▸ **Work task**: Counting task for the entries below: give the number of lines that contain the word "assigned", with no other text.

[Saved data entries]
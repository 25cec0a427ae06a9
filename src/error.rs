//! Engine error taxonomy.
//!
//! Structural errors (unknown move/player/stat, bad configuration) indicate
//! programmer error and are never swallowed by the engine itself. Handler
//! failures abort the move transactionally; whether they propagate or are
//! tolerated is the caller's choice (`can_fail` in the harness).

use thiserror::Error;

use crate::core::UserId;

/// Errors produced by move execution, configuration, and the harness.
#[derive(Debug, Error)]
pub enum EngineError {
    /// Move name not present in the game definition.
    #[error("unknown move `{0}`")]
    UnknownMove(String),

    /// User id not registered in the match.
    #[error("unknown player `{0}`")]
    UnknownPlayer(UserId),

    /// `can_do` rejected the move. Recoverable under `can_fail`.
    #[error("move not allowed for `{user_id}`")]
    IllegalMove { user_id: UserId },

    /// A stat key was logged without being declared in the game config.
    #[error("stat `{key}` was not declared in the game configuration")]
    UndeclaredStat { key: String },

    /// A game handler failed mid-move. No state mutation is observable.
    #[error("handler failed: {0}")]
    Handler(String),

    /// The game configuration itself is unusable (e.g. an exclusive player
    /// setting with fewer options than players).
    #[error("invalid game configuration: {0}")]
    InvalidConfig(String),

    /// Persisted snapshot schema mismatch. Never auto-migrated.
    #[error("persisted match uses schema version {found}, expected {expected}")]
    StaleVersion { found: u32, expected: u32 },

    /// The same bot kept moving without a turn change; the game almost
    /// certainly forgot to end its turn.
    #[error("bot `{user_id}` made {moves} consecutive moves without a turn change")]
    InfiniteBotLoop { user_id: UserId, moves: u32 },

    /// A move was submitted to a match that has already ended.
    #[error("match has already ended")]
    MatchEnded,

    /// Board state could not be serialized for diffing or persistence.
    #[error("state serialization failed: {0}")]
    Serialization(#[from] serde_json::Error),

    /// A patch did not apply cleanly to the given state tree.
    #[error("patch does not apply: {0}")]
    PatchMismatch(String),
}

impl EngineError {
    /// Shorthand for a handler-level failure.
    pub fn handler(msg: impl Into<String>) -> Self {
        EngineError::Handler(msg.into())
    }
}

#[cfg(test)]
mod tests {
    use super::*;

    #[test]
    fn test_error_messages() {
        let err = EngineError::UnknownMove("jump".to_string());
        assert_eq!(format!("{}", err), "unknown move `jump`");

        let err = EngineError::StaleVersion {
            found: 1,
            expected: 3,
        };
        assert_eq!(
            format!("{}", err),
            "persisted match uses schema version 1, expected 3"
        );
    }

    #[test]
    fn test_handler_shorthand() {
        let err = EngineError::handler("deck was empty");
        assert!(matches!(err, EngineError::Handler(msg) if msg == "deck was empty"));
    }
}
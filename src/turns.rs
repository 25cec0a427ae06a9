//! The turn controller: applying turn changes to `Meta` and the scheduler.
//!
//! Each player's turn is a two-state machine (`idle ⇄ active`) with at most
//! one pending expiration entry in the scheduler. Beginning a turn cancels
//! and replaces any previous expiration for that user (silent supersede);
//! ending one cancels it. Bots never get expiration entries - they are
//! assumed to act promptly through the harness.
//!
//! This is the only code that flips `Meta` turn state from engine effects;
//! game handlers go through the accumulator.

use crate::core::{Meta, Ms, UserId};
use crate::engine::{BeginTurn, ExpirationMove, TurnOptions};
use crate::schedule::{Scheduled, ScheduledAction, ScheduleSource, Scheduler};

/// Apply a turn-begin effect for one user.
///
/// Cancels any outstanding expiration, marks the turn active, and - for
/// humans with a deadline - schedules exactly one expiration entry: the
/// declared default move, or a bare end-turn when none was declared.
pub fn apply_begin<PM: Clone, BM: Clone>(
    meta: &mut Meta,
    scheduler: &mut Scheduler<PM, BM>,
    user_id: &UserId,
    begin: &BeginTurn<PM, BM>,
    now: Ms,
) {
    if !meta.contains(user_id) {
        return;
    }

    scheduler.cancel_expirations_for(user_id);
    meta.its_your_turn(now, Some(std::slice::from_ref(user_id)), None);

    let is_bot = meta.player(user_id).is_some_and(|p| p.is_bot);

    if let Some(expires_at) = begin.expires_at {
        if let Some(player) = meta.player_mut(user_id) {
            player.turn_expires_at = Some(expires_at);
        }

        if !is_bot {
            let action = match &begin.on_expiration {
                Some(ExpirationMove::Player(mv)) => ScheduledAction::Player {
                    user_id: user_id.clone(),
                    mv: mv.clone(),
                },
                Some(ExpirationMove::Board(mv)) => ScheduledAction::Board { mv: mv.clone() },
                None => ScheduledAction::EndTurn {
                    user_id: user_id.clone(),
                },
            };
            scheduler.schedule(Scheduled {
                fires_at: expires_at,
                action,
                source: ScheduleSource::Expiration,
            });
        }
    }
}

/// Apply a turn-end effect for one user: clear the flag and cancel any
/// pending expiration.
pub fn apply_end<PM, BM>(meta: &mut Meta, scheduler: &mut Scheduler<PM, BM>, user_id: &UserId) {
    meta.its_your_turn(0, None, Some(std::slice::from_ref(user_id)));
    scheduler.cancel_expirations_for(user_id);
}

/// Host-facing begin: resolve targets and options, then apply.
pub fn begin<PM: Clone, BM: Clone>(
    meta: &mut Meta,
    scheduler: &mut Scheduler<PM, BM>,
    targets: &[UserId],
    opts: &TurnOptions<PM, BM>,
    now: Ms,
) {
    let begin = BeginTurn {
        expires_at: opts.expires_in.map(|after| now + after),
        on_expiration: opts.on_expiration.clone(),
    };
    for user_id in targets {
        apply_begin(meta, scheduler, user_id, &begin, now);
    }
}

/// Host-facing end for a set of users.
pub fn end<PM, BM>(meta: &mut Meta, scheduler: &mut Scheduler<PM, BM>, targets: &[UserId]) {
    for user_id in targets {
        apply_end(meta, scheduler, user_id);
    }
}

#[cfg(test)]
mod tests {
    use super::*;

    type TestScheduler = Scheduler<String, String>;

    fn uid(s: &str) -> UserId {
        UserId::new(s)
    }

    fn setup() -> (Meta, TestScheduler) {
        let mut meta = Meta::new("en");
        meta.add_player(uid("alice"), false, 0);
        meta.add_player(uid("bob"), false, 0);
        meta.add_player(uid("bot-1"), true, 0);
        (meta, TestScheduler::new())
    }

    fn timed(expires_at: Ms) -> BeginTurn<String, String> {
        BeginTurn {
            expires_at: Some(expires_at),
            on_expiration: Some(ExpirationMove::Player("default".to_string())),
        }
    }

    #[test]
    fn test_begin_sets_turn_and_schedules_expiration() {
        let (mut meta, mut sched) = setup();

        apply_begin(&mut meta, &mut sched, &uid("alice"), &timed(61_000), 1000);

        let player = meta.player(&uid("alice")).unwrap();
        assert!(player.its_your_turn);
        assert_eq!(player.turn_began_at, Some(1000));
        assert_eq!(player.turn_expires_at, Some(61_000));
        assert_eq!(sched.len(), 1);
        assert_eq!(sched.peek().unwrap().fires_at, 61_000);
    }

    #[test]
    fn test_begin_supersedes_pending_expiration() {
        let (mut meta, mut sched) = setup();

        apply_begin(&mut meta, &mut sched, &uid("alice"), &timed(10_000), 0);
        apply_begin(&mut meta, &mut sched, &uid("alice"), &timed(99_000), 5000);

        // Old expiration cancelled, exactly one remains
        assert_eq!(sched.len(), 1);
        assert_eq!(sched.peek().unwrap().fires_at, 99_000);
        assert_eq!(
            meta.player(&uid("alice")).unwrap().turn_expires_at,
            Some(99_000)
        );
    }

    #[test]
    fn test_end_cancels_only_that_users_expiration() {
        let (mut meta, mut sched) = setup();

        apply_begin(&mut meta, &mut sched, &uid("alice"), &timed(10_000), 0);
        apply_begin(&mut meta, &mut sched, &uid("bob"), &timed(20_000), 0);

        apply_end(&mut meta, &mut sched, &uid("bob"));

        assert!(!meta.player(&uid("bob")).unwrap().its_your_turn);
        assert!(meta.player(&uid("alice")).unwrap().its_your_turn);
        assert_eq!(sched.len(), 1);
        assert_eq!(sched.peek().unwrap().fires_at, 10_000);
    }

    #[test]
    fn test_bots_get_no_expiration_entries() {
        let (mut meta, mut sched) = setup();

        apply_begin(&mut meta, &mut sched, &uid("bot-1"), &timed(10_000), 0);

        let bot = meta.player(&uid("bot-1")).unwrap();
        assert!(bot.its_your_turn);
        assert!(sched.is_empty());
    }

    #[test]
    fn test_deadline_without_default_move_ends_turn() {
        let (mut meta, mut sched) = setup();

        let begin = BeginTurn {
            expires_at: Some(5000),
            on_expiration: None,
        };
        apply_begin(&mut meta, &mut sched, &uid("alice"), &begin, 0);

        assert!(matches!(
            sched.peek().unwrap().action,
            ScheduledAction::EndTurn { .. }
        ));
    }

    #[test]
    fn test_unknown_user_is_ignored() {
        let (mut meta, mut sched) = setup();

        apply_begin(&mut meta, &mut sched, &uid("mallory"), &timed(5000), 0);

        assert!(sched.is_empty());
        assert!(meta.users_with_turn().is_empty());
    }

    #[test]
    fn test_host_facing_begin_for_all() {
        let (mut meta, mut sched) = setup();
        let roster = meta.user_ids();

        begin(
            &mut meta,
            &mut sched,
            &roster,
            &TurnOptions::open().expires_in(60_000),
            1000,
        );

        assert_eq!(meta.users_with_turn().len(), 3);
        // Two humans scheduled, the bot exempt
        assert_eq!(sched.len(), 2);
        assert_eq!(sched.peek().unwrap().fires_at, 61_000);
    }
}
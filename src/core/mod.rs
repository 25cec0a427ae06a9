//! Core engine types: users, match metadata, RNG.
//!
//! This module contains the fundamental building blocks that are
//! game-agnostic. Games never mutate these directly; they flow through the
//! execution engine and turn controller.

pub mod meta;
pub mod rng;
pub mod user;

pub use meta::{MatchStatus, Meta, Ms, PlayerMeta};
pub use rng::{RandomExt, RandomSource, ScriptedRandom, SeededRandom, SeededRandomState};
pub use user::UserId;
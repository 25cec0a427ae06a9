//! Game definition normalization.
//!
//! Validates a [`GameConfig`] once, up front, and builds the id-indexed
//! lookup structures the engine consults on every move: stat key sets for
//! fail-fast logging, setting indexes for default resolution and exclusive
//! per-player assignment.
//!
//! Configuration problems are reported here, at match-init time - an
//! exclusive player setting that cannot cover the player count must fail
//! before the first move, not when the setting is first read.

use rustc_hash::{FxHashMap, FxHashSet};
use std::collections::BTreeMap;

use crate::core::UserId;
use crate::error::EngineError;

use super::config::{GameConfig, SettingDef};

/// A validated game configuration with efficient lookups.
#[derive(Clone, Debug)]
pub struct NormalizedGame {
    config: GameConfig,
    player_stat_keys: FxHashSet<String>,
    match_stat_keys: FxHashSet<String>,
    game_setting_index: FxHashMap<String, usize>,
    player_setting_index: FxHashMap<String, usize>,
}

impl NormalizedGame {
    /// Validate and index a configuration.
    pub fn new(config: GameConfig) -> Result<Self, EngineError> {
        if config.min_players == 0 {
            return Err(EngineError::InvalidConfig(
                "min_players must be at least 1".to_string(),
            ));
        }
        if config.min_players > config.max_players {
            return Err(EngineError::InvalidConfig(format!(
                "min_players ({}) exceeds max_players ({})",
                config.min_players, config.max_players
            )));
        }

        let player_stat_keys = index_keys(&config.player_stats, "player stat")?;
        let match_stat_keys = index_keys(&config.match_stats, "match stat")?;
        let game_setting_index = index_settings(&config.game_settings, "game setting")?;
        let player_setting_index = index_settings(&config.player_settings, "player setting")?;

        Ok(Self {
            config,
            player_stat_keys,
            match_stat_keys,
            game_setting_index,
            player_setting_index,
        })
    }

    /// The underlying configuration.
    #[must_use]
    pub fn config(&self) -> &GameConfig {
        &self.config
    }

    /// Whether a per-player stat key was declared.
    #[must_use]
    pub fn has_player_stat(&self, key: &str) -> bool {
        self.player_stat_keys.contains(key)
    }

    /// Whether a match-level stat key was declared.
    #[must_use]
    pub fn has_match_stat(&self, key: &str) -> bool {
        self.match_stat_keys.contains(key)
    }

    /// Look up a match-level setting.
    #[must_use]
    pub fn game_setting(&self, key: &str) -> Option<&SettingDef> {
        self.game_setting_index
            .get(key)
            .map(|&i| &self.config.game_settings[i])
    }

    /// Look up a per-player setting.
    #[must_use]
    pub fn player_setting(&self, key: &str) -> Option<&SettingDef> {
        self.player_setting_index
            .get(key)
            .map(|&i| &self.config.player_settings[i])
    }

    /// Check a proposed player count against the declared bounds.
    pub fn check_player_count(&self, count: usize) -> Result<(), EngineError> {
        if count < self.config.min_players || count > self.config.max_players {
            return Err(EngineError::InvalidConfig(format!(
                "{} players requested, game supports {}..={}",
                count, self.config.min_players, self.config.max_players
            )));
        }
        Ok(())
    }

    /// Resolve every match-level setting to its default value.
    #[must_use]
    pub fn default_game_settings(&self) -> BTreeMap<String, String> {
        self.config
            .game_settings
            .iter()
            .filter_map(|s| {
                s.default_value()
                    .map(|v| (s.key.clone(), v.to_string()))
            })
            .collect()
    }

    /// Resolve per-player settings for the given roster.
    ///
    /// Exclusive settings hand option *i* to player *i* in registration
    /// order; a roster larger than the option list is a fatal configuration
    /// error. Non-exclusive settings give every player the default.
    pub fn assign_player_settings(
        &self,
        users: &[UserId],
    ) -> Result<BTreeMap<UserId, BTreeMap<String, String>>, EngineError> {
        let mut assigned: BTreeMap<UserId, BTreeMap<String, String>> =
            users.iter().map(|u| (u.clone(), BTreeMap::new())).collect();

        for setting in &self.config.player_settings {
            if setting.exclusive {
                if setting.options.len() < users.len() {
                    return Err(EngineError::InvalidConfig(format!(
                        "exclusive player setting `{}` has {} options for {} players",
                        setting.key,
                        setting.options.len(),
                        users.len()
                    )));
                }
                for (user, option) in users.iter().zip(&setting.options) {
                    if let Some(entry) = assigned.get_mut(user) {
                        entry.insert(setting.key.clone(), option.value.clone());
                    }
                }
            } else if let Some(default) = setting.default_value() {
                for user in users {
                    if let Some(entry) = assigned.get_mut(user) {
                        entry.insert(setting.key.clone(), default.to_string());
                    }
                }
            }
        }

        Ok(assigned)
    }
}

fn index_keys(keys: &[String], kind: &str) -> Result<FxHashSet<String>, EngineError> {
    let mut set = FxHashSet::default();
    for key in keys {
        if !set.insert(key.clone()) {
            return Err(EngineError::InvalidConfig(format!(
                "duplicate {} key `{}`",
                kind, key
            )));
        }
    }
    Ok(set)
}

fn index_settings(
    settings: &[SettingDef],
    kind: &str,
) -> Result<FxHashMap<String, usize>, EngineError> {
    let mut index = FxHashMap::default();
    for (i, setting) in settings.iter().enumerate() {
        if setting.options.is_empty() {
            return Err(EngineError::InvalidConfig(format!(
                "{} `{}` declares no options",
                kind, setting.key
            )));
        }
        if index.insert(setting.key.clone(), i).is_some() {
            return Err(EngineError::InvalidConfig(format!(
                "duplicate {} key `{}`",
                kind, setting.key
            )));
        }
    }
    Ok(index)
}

▸ **Response to the task**: 4